**Directions:** Please return the lines of the data below, word for word, from the first line through the line containing "#[derive(Args, Debug)]".

[Data records]
+++++
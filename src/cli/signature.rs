//! `autowire signature`: parse a declaration.

use super::check_format;
use crate::signature::extract;
use anyhow::Result;
use clap::Args;
use colored::Colorize;

/// Parse a callable declaration.
#[derive(Args, Debug)]
pub struct SignatureCommand {
    /// Declaration text, e.g. `fn render(template, retries = 3)`
    declaration: String,

    /// Output format (table, json)
    #[arg(short = 'f', long, default_value = "table")]
    format: String,
}

impl SignatureCommand {
    pub(super) fn execute(&self) -> Result<()> {
        check_format(&self.format)?;
        let signature = extract(&self.declaration)?;

        if self.format == "json" {
            println!("{}", serde_json::to_string_pretty(&signature)?);
            return Ok(());
        }

        println!("{} {} ({:?})", "callable:".bold(), signature.name.cyan(), signature.kind);
        if signature.parameters.is_empty() {
            println!("no parameters");
        }
        for (position, parameter) in signature.parameters.iter().enumerate() {
            match &parameter.default {
                Some(default) => println!("  {position}: {} = {default}", parameter.name),
                None => println!("  {position}: {}", parameter.name),
            }
        }
        Ok(())
    }
}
+++++
**Task solution:**
filename src/cli/signature.rs
//! `autowire signature`: parse a declaration.

use super::check_format;
use crate::signature::extract;
use anyhow::Result;
use clap::Args;
use colored::Colorize;

/// Parse a callable declaration.
#[derive(Args, Debug)]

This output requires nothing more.